Como essa mulher passa a ter limitações e necessidade de adequar-se à nova realidade, faz-se necessário que as condutoras de veículos troquem o carro manual por um automático, que exige muito menos esforço.

JUDICIALIZAÇÃO

“Todo paciente tem direito a iniciar seu tratamento em, no máximo, 60 dias após o diagnóstico. Porém, a estrutura das unidades de saúde existentes não consegue suprir a demanda por atendimento, seja por falta de profissionais de saúde, de medicamentos ou de leitos hospitalares. Em consequência, a lei é solenemente ignorada”, afirma a advogada.
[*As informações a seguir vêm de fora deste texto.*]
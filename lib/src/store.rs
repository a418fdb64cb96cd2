// Copyright 2024 The Mgt Authors
//
// Licensed under the Apache License, Version 2.0 (the "License");
// you may not use this file except in compliance with the License.
// You may obtain a copy of the License at
//
// https://www.apache.org/licenses/LICENSE-2.0
//
// Unless required by applicable law or agreed to in writing, software
// distributed under the License is distributed on an "AS IS" BASIS,
// WITHOUT WARRANTIES OR CONDITIONS OF ANY KIND, either express or implied.
// See the License for the specific language governing permissions and
// limitations under the License.

//! The object-store facade the engines are written against.
//!
//! Every suspension point of the engines is a call on [`ObjectStore`]. The
//! trait is safe to call concurrently; each repository's index is still a
//! single-writer resource by engine convention.

use std::collections::BTreeMap;

use async_trait::async_trait;
use thiserror::Error;

use crate::backend::Branch;
use crate::backend::Change;
use crate::backend::Commit;
use crate::backend::Conflict;
use crate::backend::TreeValue;
use crate::file_util::PathError;
use crate::object_id::CommitId;
use crate::repo_ast::Index;
use crate::repo_ast::WorkdirEntry;
use crate::repo_path::RepoPathBuf;
use crate::sequencer::SequencerState;

#[derive(Debug, Error)]
pub enum StoreError {
    #[error("object {0} not found")]
    ObjectNotFound(String),
    #[error("reference {0} not found")]
    RefNotFound(String),
    #[error("invalid store operation: {0}")]
    Invalid(String),
    #[error("sequencer state error: {0}")]
    State(String),
    #[error(transparent)]
    Path(#[from] PathError),
}

pub type StoreResult<T> = Result<T, StoreError>;

/// How far a reset reaches: `Soft` moves HEAD only, `Mixed` also resets the
/// index, `Hard` additionally resets the working directory.
#[derive(Clone, Copy, Debug, PartialEq, Eq)]
pub enum ResetMode {
    Soft,
    Mixed,
    Hard,
}

/// Result of the store's entry-level three-way merge.
#[derive(Clone, Debug, PartialEq, Eq)]
pub enum MergeOutcome {
    Resolved(Option<TreeValue>),
    Conflicted(Conflict),
}

/// Abstract interface over one underlying content-addressed repository.
#[async_trait]
pub trait ObjectStore: Send + Sync {
    // Commits and trees.
    async fn read_commit(&self, id: &CommitId) -> StoreResult<Commit>;
    /// Validates the change-map against the left parent (deletions must name
    /// existing paths, no-op changes are forbidden) and stores the commit.
    async fn write_commit(&self, commit: Commit) -> StoreResult<CommitId>;
    async fn has_commit(&self, id: &CommitId) -> StoreResult<bool>;
    /// The fully resolved tree of a commit.
    async fn tree_of(&self, id: &CommitId) -> StoreResult<BTreeMap<RepoPathBuf, TreeValue>>;

    // References.
    async fn head(&self) -> StoreResult<Option<CommitId>>;
    async fn current_branch(&self) -> StoreResult<Option<String>>;
    async fn branches(&self) -> StoreResult<BTreeMap<String, Branch>>;
    async fn set_branch(&self, name: &str, target: &CommitId) -> StoreResult<()>;
    async fn refs_with_prefix(&self, prefix: &str) -> StoreResult<BTreeMap<String, CommitId>>;
    async fn set_ref(&self, name: &str, target: &CommitId) -> StoreResult<()>;
    async fn delete_ref(&self, name: &str) -> StoreResult<()>;
    /// Resolves a branch name, `HEAD`, a full ref name, or a unique hex
    /// prefix. Returns `None` when nothing matches.
    async fn resolve(&self, committish: &str) -> StoreResult<Option<CommitId>>;
    /// Moves HEAD (and the current branch, if any) to `id`.
    async fn advance_head(&self, id: &CommitId) -> StoreResult<()>;
    /// Detaches HEAD at `id` and hard-resets index and workdir.
    async fn checkout_detached(&self, id: &CommitId) -> StoreResult<()>;
    /// Re-attaches HEAD to `name` without moving the branch.
    async fn checkout_branch(&self, name: &str) -> StoreResult<()>;
    async fn reset(&self, id: &CommitId, mode: ResetMode) -> StoreResult<()>;

    // Repository flags.
    async fn is_bare(&self) -> StoreResult<bool>;
    async fn is_sparse(&self) -> StoreResult<bool>;

    // Index and working directory.
    async fn index(&self) -> StoreResult<Index>;
    /// Stages a change (`None` unstages the path).
    async fn set_staged(&self, path: &RepoPathBuf, change: Option<Change>) -> StoreResult<()>;
    async fn set_conflict(&self, path: &RepoPathBuf, conflict: Option<Conflict>)
        -> StoreResult<()>;
    async fn workdir(&self) -> StoreResult<BTreeMap<RepoPathBuf, WorkdirEntry>>;
    async fn set_workdir(&self, path: &RepoPathBuf, entry: Option<WorkdirEntry>)
        -> StoreResult<()>;

    // Ancestry.
    async fn is_ancestor(&self, ancestor: &CommitId, descendant: &CommitId) -> StoreResult<bool>;
    async fn merge_base(&self, a: &CommitId, b: &CommitId) -> StoreResult<Option<CommitId>>;

    /// Entry-level three-way merge. Blob-level resolution is a store
    /// concern; the reference store resolves an entry only when at most one
    /// side changed.
    async fn merge_entries(
        &self,
        ancestor: Option<TreeValue>,
        ours: Option<TreeValue>,
        theirs: Option<TreeValue>,
    ) -> StoreResult<MergeOutcome>;

    // Notes.
    async fn note(&self, notes_ref: &str, id: &CommitId) -> StoreResult<Option<String>>;
    async fn set_note(&self, notes_ref: &str, id: &CommitId, content: &str) -> StoreResult<()>;

    // Sequencer state slot (persisted in the repository's private
    // directory; a `None` read means no operation is in progress).
    async fn sequencer_state(&self) -> StoreResult<Option<SequencerState>>;
    async fn set_sequencer_state(&self, state: Option<SequencerState>) -> StoreResult<()>;
}
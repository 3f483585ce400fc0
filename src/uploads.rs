//! Upload storage.
//!
//! Uploaded files are written as raw bytes under a server-generated UUID in
//! the uploads directory. The progress log of a run lives next to its upload
//! as `<id>.log`.

use std::fmt;
use std::path::PathBuf;
use std::str::FromStr;

use bytes::Bytes;
use serde::{Deserialize, Serialize};
use thiserror::Error;
use uuid::Uuid;

#[derive(Debug, Error)]
pub enum StoreError {
    #[error("Invalid upload identifier: {0}")]
    InvalidId(String),

    #[error("Upload {0} not found")]
    NotFound(UploadId),

    #[error("Upload storage I/O error: {0}")]
    Io(#[from] std::io::Error),
}

/// Opaque identifier of a stored upload.
#[derive(Debug, Clone, Copy, PartialEq, Eq, Hash, Serialize, Deserialize)]
#[serde(transparent)]
pub struct UploadId(Uuid);

impl UploadId {
    pub fn generate() -> Self {
        Self(Uuid::new_v4())
    }
}

impl FromStr for UploadId {
    type Err = StoreError;

    /// Only canonical UUIDs are accepted so client text never becomes a path.
    fn from_str(s: &str) -> Result<Self, Self::Err> {
        Uuid::parse_str(s.trim())
            .map(Self)
            .map_err(|_| StoreError::InvalidId(s.to_string()))
    }
}

impl fmt::Display for UploadId {
    fn fmt(&self, f: &mut fmt::Formatter<'_>) -> fmt::Result {
        write!(f, "{}", self.0.hyphenated())
    }
}

/// Directory-backed upload store.
#[derive(Debug, Clone)]
pub struct FileStore {
    root: PathBuf,
}

impl FileStore {
    /// Open the store, creating the directory if needed.
    pub async fn open(root: impl Into<PathBuf>) -> Result<Self, StoreError> {
        let root = root.into();
        tokio::fs::create_dir_all(&root).await?;
        Ok(Self { root })
    }

    /// Persist `bytes` under a freshly generated identifier.
    pub async fn save(&self, bytes: &[u8]) -> Result<UploadId, StoreError> {
        let id = UploadId::generate();
        tokio::fs::write(self.upload_path(id), bytes).await?;
        tracing::info!(upload_id = %id, size = bytes.len(), "Stored upload");
        Ok(id)
    }

    pub async fn exists(&self, id: UploadId) -> bool {
        tokio::fs::try_exists(self.upload_path(id))
            .await
            .unwrap_or(false)
    }

    pub async fn read(&self, id: UploadId) -> Result<Bytes, StoreError> {
        match tokio::fs::read(self.upload_path(id)).await {
            Ok(data) => Ok(Bytes::from(data)),
            Err(e) if e.kind() == std::io::ErrorKind::NotFound => Err(StoreError::NotFound(id)),
            Err(e) => Err(e.into()),
        }
    }

    pub fn upload_path(&self, id: UploadId) -> PathBuf {
        self.root.join(id.to_string())
    }

    pub fn log_path(&self, id: UploadId) -> PathBuf {
        self.root.join(format!("{}.log", id))
    }
}

#[cfg(test)]
mod tests {
    use super::*;

    #[tokio::test]
    async fn saved_bytes_are_readable_by_id() {
        let dir = tempfile::tempdir().expect("tempdir");
        let store = FileStore::open(dir.path()).await.expect("open store");

        let id = store.save(b"product,sales,amount\nWidget,3,9.5\n").await.expect("save");

        assert!(store.exists(id).await);
        let bytes = store.read(id).await.expect("read");
        assert_eq!(&bytes[..], b"product,sales,amount\nWidget,3,9.5\n");
        assert_eq!(store.log_path(id), dir.path().join(format!("{}.log", id)));
    }

    #[tokio::test]
    async fn generated_ids_are_distinct() {
        let dir = tempfile::tempdir().expect("tempdir");
        let store = FileStore::open(dir.path()).await.expect("open store");

        let a = store.save(b"a").await.expect("save");
        let b = store.save(b"b").await.expect("save");
        assert_ne!(a, b);
    }

    #[tokio::test]
    async fn missing_upload_reports_not_found() {
        let dir = tempfile::tempdir().expect("tempdir");
        let store = FileStore::open(dir.path()).await.expect("open store");
        let id = UploadId::generate();

        assert!(!store.exists(id).await);
        assert!(matches!(
            store.read(id).await,
            Err(StoreError::NotFound(missing)) if missing == id
        ));
    }

    #[test]
    fn path_like_ids_are_rejected() {
        assert!("../etc/passwd".parse::<UploadId>().is_err());
        assert!("report.csv".parse::<UploadId>().is_err());
        assert!("67e55044-10b1-426f-9247-bb680e5fe0c8".parse::<UploadId>().is_ok());
    }
}
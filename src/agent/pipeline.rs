//! Deterministic planner: the mandated tool order as plain control flow.

use async_trait::async_trait;
use serde::de::DeserializeOwned;
use serde_json::{json, Value};

use crate::tools::{names, ProductRecord, RegionalRecord, ToolOutput};

use super::{AgentError, AgentEvent, Planner, RunSession};

const MISSING: &str = "n/a";

const NO_PRODUCT_DATA: &str =
    "The uploaded CSV doesn't contain product data. Please upload a CSV with product information (a `product` column).";

pub struct PipelinePlanner {
    from_currency: String,
    to_currency: String,
}

impl PipelinePlanner {
    pub fn new(from_currency: String, to_currency: String) -> Self {
        Self {
            from_currency,
            to_currency,
        }
    }
}

fn decode<T: DeserializeOwned>(tool: &str, output: ToolOutput) -> Result<T, AgentError> {
    serde_json::from_value(output.value).map_err(|e| AgentError::UnexpectedOutput {
        tool: tool.to_string(),
        message: e.to_string(),
    })
}

/// Distinct non-blank product names in first-seen order.
fn distinct_products(records: &[ProductRecord]) -> Vec<String> {
    let mut seen = Vec::new();
    for record in records {
        if !record.product.trim().is_empty() && !seen.contains(&record.product) {
            seen.push(record.product.clone());
        }
    }
    seen
}

#[async_trait]
impl Planner for PipelinePlanner {
    fn describe(&self) -> String {
        format!("pipeline ({} -> {})", self.from_currency, self.to_currency)
    }

    async fn drive(&self, session: &RunSession<'_>) -> Result<String, AgentError> {
        let read = session.call_tool(names::READ_CSV, json!({})).await;
        let records: Vec<ProductRecord> = match read {
            Ok(output) => decode(names::READ_CSV, output)?,
            Err(e) => {
                session
                    .emit(AgentEvent::Note {
                        content: format!("CSV could not be used: {}", e),
                    })
                    .await;
                return Ok(NO_PRODUCT_DATA.to_string());
            }
        };

        let products = distinct_products(&records);
        if products.is_empty() {
            return Ok(NO_PRODUCT_DATA.to_string());
        }
        session
            .emit(AgentEvent::Note {
                content: format!("Products found: {}", products.join(", ")),
            })
            .await;

        let output = session
            .call_tool(names::GET_REGIONAL_DATA, json!({ "products": products }))
            .await?;
        let mut regional: Vec<RegionalRecord> = decode(names::GET_REGIONAL_DATA, output)?;
        regional.sort_by(|a, b| {
            let pos = |p: &str| products.iter().position(|x| x == p).unwrap_or(usize::MAX);
            pos(&a.product)
                .cmp(&pos(&b.product))
                .then_with(|| a.region.cmp(&b.region))
        });

        let output = session
            .call_tool(
                names::GET_EXCHANGE_RATE,
                json!({ "from_currency": self.from_currency, "to_currency": self.to_currency }),
            )
            .await?;
        let rate = match output.value {
            Value::Null => None,
            other => Some(decode::<f64>(names::GET_EXCHANGE_RATE, ToolOutput::ok(other))?),
        };

        Ok(compose_report(
            &products,
            &regional,
            rate,
            &self.from_currency,
            &self.to_currency,
        ))
    }
}

/// Render regional rows as a Markdown table with converted amounts.
pub fn compose_report(
    products: &[String],
    regional: &[RegionalRecord],
    rate: Option<f64>,
    from_currency: &str,
    to_currency: &str,
) -> String {
    let mut out = String::new();

    match rate {
        Some(rate) => out.push_str(&format!(
            "Exchange rate: 1 {} = {:.4} {}\n\n",
            from_currency, rate, to_currency
        )),
        None => out.push_str(&format!(
            "Exchange rate {} -> {} is unavailable; converted amounts are shown as n/a.\n\n",
            from_currency, to_currency
        )),
    }

    if regional.is_empty() {
        out.push_str(&format!(
            "No regional data was found for the products: {}.\n",
            products.join(", ")
        ));
        return out;
    }

    out.push_str(&format!(
        "| Region | Product | Sales | Amount ({from}) | Amount ({to}) |\n|---|---|---|---|---|\n",
        from = from_currency,
        to = to_currency
    ));
    for row in regional {
        let amount = row.amount.map(|a| format!("{:.2}", a));
        let converted = rate.zip(row.amount).map(|(r, a)| format!("{:.2}", a * r));
        out.push_str(&format!(
            "| {} | {} | {} | {} | {} |\n",
            row.region.as_deref().map(escape_cell).as_deref().unwrap_or(MISSING),
            escape_cell(&row.product),
            row.sales.map(format_quantity).as_deref().unwrap_or(MISSING),
            amount.as_deref().unwrap_or(MISSING),
            converted.as_deref().unwrap_or(MISSING)
        ));
    }
    out
}

fn escape_cell(text: &str) -> String {
    text.replace('|', "\\|").replace('\n', " ")
}

fn format_quantity(value: f64) -> String {
    if value.fract() == 0.0 && value.abs() < 1e15 {
        format!("{}", value as i64)
    } else {
        format!("{:.2}", value)
    }
}

#[cfg(test)]
mod tests {
    use super::*;
    use std::collections::BTreeSet;
    use std::sync::Arc;

    use tokio::sync::mpsc;

    use crate::tools::{RateSource, RegionalStore, ToolContext, ToolError, ToolRegistry};

    struct FixedRegional(Vec<RegionalRecord>);

    #[async_trait]
    impl RegionalStore for FixedRegional {
        async fn regional_data(
            &self,
            products: &BTreeSet<String>,
        ) -> Result<Vec<RegionalRecord>, ToolError> {
            Ok(self
                .0
                .iter()
                .filter(|r| products.contains(&r.product))
                .cloned()
                .collect())
        }
    }

    struct FixedRate(f64);

    #[async_trait]
    impl RateSource for FixedRate {
        async fn latest(&self, _from: &str, _to: &str) -> Result<f64, ToolError> {
            Ok(self.0)
        }
    }

    fn record(region: &str, product: &str, sales: f64, amount: f64) -> RegionalRecord {
        RegionalRecord {
            region: Some(region.to_string()),
            product: product.to_string(),
            sales: Some(sales),
            amount: Some(amount),
        }
    }

    async fn run(tools: ToolRegistry, csv: &'static [u8]) -> (String, Vec<AgentEvent>) {
        let planner = PipelinePlanner::new("USD".to_string(), "EUR".to_string());
        let (tx, mut rx) = mpsc::channel(64);
        let session = RunSession::new(&tools, ToolContext::new(csv), tx);
        let output = planner.drive(&session).await.expect("pipeline output");
        drop(session);
        let mut events = Vec::new();
        while let Some(event) = rx.recv().await {
            events.push(event);
        }
        (output, events)
    }

    #[tokio::test]
    async fn composes_converted_table_in_csv_order() {
        let tools = ToolRegistry::new(
            Some(Arc::new(FixedRegional(vec![
                record("South", "Widget", 4.0, 40.0),
                record("North", "Gadget", 2.0, 12.0),
                record("North", "Widget", 10.0, 100.0),
                record("East", "Sprocket", 7.0, 70.0),
            ]))),
            Some(Arc::new(FixedRate(0.5))),
        );

        let (report, events) =
            run(tools, b"product,sales,amount\nWidget,1,2\nGadget,3,4\nWidget,5,6\n").await;

        assert!(report.starts_with("Exchange rate: 1 USD = 0.5000 EUR"));
        let rows: Vec<&str> = report
            .lines()
            .filter(|l| l.starts_with("| ") && !l.starts_with("| Region"))
            .collect();
        assert_eq!(
            rows,
            vec![
                "| North | Widget | 10 | 100.00 | 50.00 |",
                "| South | Widget | 4 | 40.00 | 20.00 |",
                "| North | Gadget | 2 | 12.00 | 6.00 |",
            ]
        );
        let regional_args = events.iter().find_map(|e| match e {
            AgentEvent::ToolCall { name, args } if name == names::GET_REGIONAL_DATA => {
                Some(args.clone())
            }
            _ => None,
        });
        assert_eq!(regional_args, Some(json!({"products": ["Widget", "Gadget"]})));
    }

    #[tokio::test]
    async fn missing_rate_marks_conversion_unavailable() {
        let tools = ToolRegistry::new(
            Some(Arc::new(FixedRegional(vec![record("North", "Widget", 1.5, 10.0)]))),
            None,
        );

        let (report, events) = run(tools, b"product\nWidget\n").await;

        assert!(report.contains("unavailable"));
        assert!(report.contains("| North | Widget | 1.50 | 10.00 | n/a |"));
        assert!(events.iter().any(|e| matches!(
            e,
            AgentEvent::ToolDegraded { name, .. } if name == names::GET_EXCHANGE_RATE
        )));
    }

    #[tokio::test]
    async fn csv_without_products_asks_for_product_data() {
        let tools = ToolRegistry::new(None, None);

        let (report, events) = run(tools, b"name,sales\nWidget,1\n").await;

        assert_eq!(report, NO_PRODUCT_DATA);
        assert!(!events.iter().any(|e| matches!(
            e,
            AgentEvent::ToolCall { name, .. } if name == names::GET_REGIONAL_DATA
        )));
    }

    #[test]
    fn empty_lookup_says_so() {
        let report = compose_report(&["Widget".to_string()], &[], Some(0.9), "USD", "EUR");
        assert!(report.contains("No regional data was found for the products: Widget."));
    }

    #[test]
    fn null_columns_render_as_missing() {
        let row = RegionalRecord {
            region: None,
            product: "Widget".to_string(),
            sales: None,
            amount: None,
        };
        let report = compose_report(&["Widget".to_string()], &[row], Some(0.9), "USD", "EUR");
        assert!(report.contains("| n/a | Widget | n/a | n/a | n/a |"));
    }

    #[test]
    fn pipes_in_cells_are_escaped() {
        let report = compose_report(
            &["A|B".to_string()],
            &[record("North", "A|B", 1.0, 1.0)],
            Some(1.0),
            "USD",
            "EUR",
        );
        assert!(report.contains("| North | A\\|B | 1 | 1.00 | 1.00 |"));
    }
}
A reconstrução mamária é outro exemplo com o qual Antonieta Barbosa tem se deparado. Apesar da existência de duas leis federais obrigando o SUS e os planos de saúde a fazer o procedimento gratuitamente, são recorrentes as queixas de pacientes que não conseguem exercer esse direito. 

“Em alguns casos o plano nem autoriza nem nega, fica ‘cozinhando’ o paciente”, enfatiza Diana Câmara, que reforça o depoimento de Antonieta ao acrescentar que a mama é o maior símbolo de feminilidade. Ela considera a mastectomia uma amputação tão drástica e nociva à auto-estima da mulher que, por isso, não pode ser considerada estética. Embora a jurisprudência reconheça esses direitos, contraditoriamente a Justiça é contestada o tempo todo.